Perché dunque tanto interesse (a Hollywood non si finanziano film che non si pensa di poter vendere con profitto, neanche a un Carneade come Neveldine, che maneggia una biondina anche convincente, ma non certo una diva costosa, come Olivia Taylor Dudley) per un genere che sembrava aver detto tutto già col ciclo de L’Esorcista, quello anticristico di Omen, la variante gestatoria di Rosemary’s Baby e il relativo filone fiorito (anche in Italia, con varianti anche originali, da Stridulum a Holocaust 2000 fino al vertice de La Setta) tra metà Settanta e inizio Ottanta?
La domanda non è retorica ma rimarrà aperta, perché io stesso mi pongo il problema e non so dargli una risposta certa: semplice exploitation commerciale? Non basta. Risorgenza dalla finestra di un bisogno di “sacro” esiliato dalla porta della Ragione? Bisogno di vedere il Male in qualcosa di esterno da noi? Può darsi, amerei sentire il parere di un antropologo sulla materia. Intanto che lo aspettiamo, dedichiamoci al film in uscita, che nella trama non si discosta dallo svolgimento sopra riassunto: la bionda Angela, “angelica” sin dal nome, si taglia alla festa di compleanno e di lì comincia a dar segni di squilibrio che preoccupano sempre più l’osservante papà Roger e il laico fidanzato Pete. Attira i corvi (messaggeri del Maligno, apprendiamo), provoca un incidente d’auto, in ospedale spinge un poliziotto al suicidio (una delle scene più forti, che vedete in questo clip), poi scatena una violenta rivolta degli internati nel reparto psichiatrico in cui si fa beffe dei tentativi di cura di una strizzacervelli pure biondina e angelica, ma di cui l’indemoniata mostra di conoscere vizi e peccati segreti (altra scena gustosa all’arco del Neveldine).

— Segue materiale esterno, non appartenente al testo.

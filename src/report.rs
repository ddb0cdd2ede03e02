//! Progress reporting for run output.
//!
//! Step actions, measured scores, and warnings are surfaced through an
//! injected [`Reporter`] rather than written to stdout directly, so the
//! interpreter can be exercised in tests without capturing process output.

/// Observer for human-readable run progress
pub trait Reporter {
    /// A progress line (step action, measured score, mode banner)
    fn progress(&mut self, line: &str);

    /// A non-fatal warning (e.g. an ignored unknown step)
    fn warn(&mut self, line: &str);
}

/// Reporter that prints progress to stdout and warnings to stderr
#[derive(Debug, Default)]
pub struct ConsoleReporter;

impl Reporter for ConsoleReporter {
    fn progress(&mut self, line: &str) {
        println!("{}", line);
    }

    fn warn(&mut self, line: &str) {
        eprintln!("warning: {}", line);
    }
}

/// Reporter that records all output for later inspection in tests
#[derive(Debug, Default)]
pub struct RecordingReporter {
    /// Progress lines, in emission order
    pub lines: Vec<String>,
    /// Warning lines, in emission order
    pub warnings: Vec<String>,
}

impl RecordingReporter {
    pub fn new() -> Self {
        Self::default()
    }
}

impl Reporter for RecordingReporter {
    fn progress(&mut self, line: &str) {
        self.lines.push(line.to_string());
    }

    fn warn(&mut self, line: &str) {
        self.warnings.push(line.to_string());
    }
}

Il regista ci mette naturalmente anche un po’ di riprese “POV” (i tapes del titolo), altro ingrediente ormai obbligatorio del sottogenere dopo L’Ultimo Esorcismo di Stamm. Qui le riprese intradiegetiche non sono in realtà essenziali alla trama, che infatti paga il doveroso tributo allo stile oggi di moda (da Le Radici del Male a L’Altra Faccia del Diavolo) per poi tornare alle riprese “normali” per le fasi cruciali. Che in un film del genere sono appunto quelle dell’esorcismo, anche qui proposto attraverso gli ormai inesorabili tòpoi delle vocine distorte, frasi in aramaico, stimmate improvvise, levitazione e devastazioni dell’ambiente circostante con minaccia alle vite di cari ed officianti.
Non vogliamo spoilerarvi il clou, ma sappiate che almeno stavolta l’esorcismo andrà a finire in modo inaspettato, giacché la dolce Angela non è “semplicemente” posseduta da un demonietto dispettoso: è nientemeno che l’Anticristo lei medesima.
Purtroppo, però, il film si conclude sbrigativamente (a solo un’ora e un quarto di proiezione) proprio quando la ricetta cominciava a profumare di spezie originali, ossia con la protagonista divenuta oggetto di un culto fanatico quanto mediaticamente controverso: si sarebbero potute aprire le porte videodromiche di discorsi metafilmici sulla diabolicità dei media, della credulità umana (da cui il successo stesso del genere?) e… ma via, un Neveldine non è un Cronenberg, e neanche l’Amenábar dell’originale Regression (purtroppo degnato di minor successo di quanto meritasse nel periodo prenatalizio). Se ha tenuto il meglio in vista di un (mai scongiurabile) sequel, secondo me ha fatto male: con 20 o 30 minuti in più in questa direzione poteva chiudere in levare mantenendo il film comunque su una durata non eccessiva per gli standard attuali e con un bel botto… apocalittico (se non è quasto il caso…!).
Così resta una visione “di serie”, anche se gli va riconosciuto qualche autentico salto sulla sedia.